For all the time it spends on Earth, Doctor Who is always keen to remind us that space is just as dangerous as a planet, maybe even more so. In space, no one can hear you scream. In space, the tiniest crack, the smallest malfunction can mean death. In space, there’s no air save what you bring with you.
On the Chasm Forge mining station up amongst the stars, the crew is extremely low on oxygen. Two crew members, Ellie and Ivan, are hurrying back inside the station when she’s turned into a zombie by two other equally dead people. It’s this event that ostensibly sends out a distress signal that will pique the Doctor’s interest.
While the Time Lord and Bill are ready for a walkabout in space, Nardole is the wet blanket nagging the Doctor to stay behind. He’s supposed to be guarding the vault at all times. Considering he’s already spent decades doing just that, is it really any surprise that the Doctor takes any opportunity to blast off with a new companion in search of new adventures? Nardole even comes along for the journey, complaining all the way.
Once they land on Chasm Forge, it’s revealed the station doesn’t have any oxygen except what is supplied by the suits because some company has found a way to make you pay for oxygen. Any extra (free) air is expelled, as our trio learns when they’re nearly sucked into space. The TARDIS is stuck on the vacuo side so they can’t reach it. They put on three spare suits and then discover the suits have minds of their own. Bill’s in particular keeps malfunctioning, such as raising her arms. Another suit crushes the sonic screwdriver.
The Doctor, Bill, and Nardole join the four survivors left on the station and are soon attacked by the small horde of zombies. At the cost of one of the survivors, we get a quick demonstration in what these undead do: the suit zaps a living person’s suit and causes their central nervous system to shut down; then the suit takes over their movements. The remaining six people decide out in space is the safest place. But as they are in the decompression chamber, Bill’s suit takes off her helmet and the Doctor can’t get it back on.
Bill slowly passes out and her face freezes over as she’s exposed to the vacuum of space. When she wakes, she learns the Doctor gave her his helmet and helped walk her to safety. The heroic gesture has cost him his eyesight though he reassures her he can fix that once they’re back in the TARDIS. Of course, the zombies figure out a way to get to the survivors so the group has to run for the reactor core. Bill’s suit again malfunctions, preventing her from moving or anyone from lifting her.

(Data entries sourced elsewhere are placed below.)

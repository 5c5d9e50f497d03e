//! Embedding provider interface.

use std::{future::Future, pin::Pin};

use crate::errors::RagError;

/// Provider interface for embedding generation.
///
/// Implement this trait to plug in your own embedding backend (e.g., Ollama,
/// OpenAI, local models). Async is expressed through boxed futures so the
/// trait stays object-safe.
pub trait EmbeddingProvider: Send + Sync {
    /// Embeds a batch of texts, one vector per input, in input order.
    fn embed<'a>(
        &'a self,
        texts: &'a [String],
    ) -> Pin<Box<dyn Future<Output = Result<Vec<Vec<f32>>, RagError>> + Send + 'a>>;

    /// Embeds a single query string.
    fn embed_query<'a>(
        &'a self,
        text: &'a str,
    ) -> Pin<Box<dyn Future<Output = Result<Vec<f32>, RagError>> + Send + 'a>> {
        Box::pin(async move {
            let texts = vec![text.to_string()];
            let mut vectors = self.embed(&texts).await?;
            vectors
                .pop()
                .ok_or_else(|| RagError::Embedding("empty embedding response".into()))
        })
    }
}

pub mod ollama;
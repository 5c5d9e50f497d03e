//! Collection lifecycle: idempotent ensure and destructive recreate.
//!
//! No internal locking; concurrent writers against the same collection must
//! be serialized by the caller.

use tracing::{debug, info, warn};

use crate::config::RetryConfig;
use crate::errors::RagError;
use crate::retry::with_retry;
use crate::store::{VectorSpace, VectorStore};

/// Ensures that the collection exists with the declared vector space.
///
/// - Already exists with a matching vector size → no-op.
/// - Missing → created.
/// - Exists with a different vector size → fatal `RagError::Collection`;
///   collections are never implicitly resized.
///
/// Store calls run under the retry budget; exhaustion surfaces as
/// `RagError::RetryExhausted`.
pub async fn ensure_collection(
    store: &dyn VectorStore,
    name: &str,
    space: &VectorSpace,
    retry: &RetryConfig,
) -> Result<(), RagError> {
    info!(
        "ensuring collection '{name}' with size={} distance={:?}",
        space.size, space.distance
    );

    let existing = with_retry(
        || store.collection_dim(name),
        retry.max_retries,
        retry.base_delay(),
    )
    .await?;

    match existing {
        Some(dim) if dim == space.size => {
            debug!("collection '{name}' already exists");
            Ok(())
        }
        Some(dim) => Err(RagError::Collection(format!(
            "collection '{name}' exists with vector size {dim}, want {}",
            space.size
        ))),
        None => {
            with_retry(
                || store.create_collection(name, space),
                retry.max_retries,
                retry.base_delay(),
            )
            .await?;
            info!("collection '{name}' created");
            Ok(())
        }
    }
}

/// Unconditionally destroys and recreates the collection, losing all prior
/// records.
pub async fn recreate_collection(
    store: &dyn VectorStore,
    name: &str,
    space: &VectorSpace,
    retry: &RetryConfig,
) -> Result<(), RagError> {
    info!("recreating collection '{name}'");

    // Best-effort delete: a missing collection is fine.
    if let Err(e) = store.delete_collection(name).await {
        warn!("delete '{name}': {e} (ignored)");
    }

    with_retry(
        || store.create_collection(name, space),
        retry.max_retries,
        retry.base_delay(),
    )
    .await?;
    info!("collection '{name}' recreated");
    Ok(())
}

With little choice, the Doctor opts to leave her behind but swears she’s not going to die. Bill has little reason to believe and calls out for her mom as the zombie’s zap her and turn her into one of them. At the reactor core, the Doctor shares his theory. Because the station hadn’t been very profitable as of late, the company supplying their oxygen decided it was better to kill the crew and save the oxygen for another venture. The way to stop the killer zombies, or really their killer suits, is by making the survivors valuable. The Doctor accomplishes this by connecting the group’s suits to the reactor, meaning if they die, the station explodes.
Recognizing it’s now more profitable not to kill everyone, the suits give up their oxygen to the survivors. Bill’s suit, which was low on battery, only made her temporary zombified and she easily recovers. Once they’re in the TARDIS, the Doctor’s eyesight is restored and he drops off the last two survivors to lodge a formal complaint about, you know, almost being murdered by their suits.
In the Doctor’s office, Nardole chastises the Time Lord for abandoning his post. If he’d died or been trapped for good, the vault would’ve been left completely unprotected. If the Doctor had returned weakened at all, the vault’s occupant would’ve known and exploited that weakness. And that’s when the Doctor reveals… he’s still blind.
Bill: “Do people ever hit you?”
The Doctor: “Well only when I’m talking”
Already super tired of Nardole acting as though he’s superior or in charge of the Doctor. Call me old fashioned but the only person I want bringing the Doctor to task is his actual companion not whatever Nardole counts as.
Predictions: Sticking with my theory that Nardole will “betray” the Doctor for the sake of their shared responsibilities. That guy has all the self-righteousness of every former friend who puts rule following above friendship.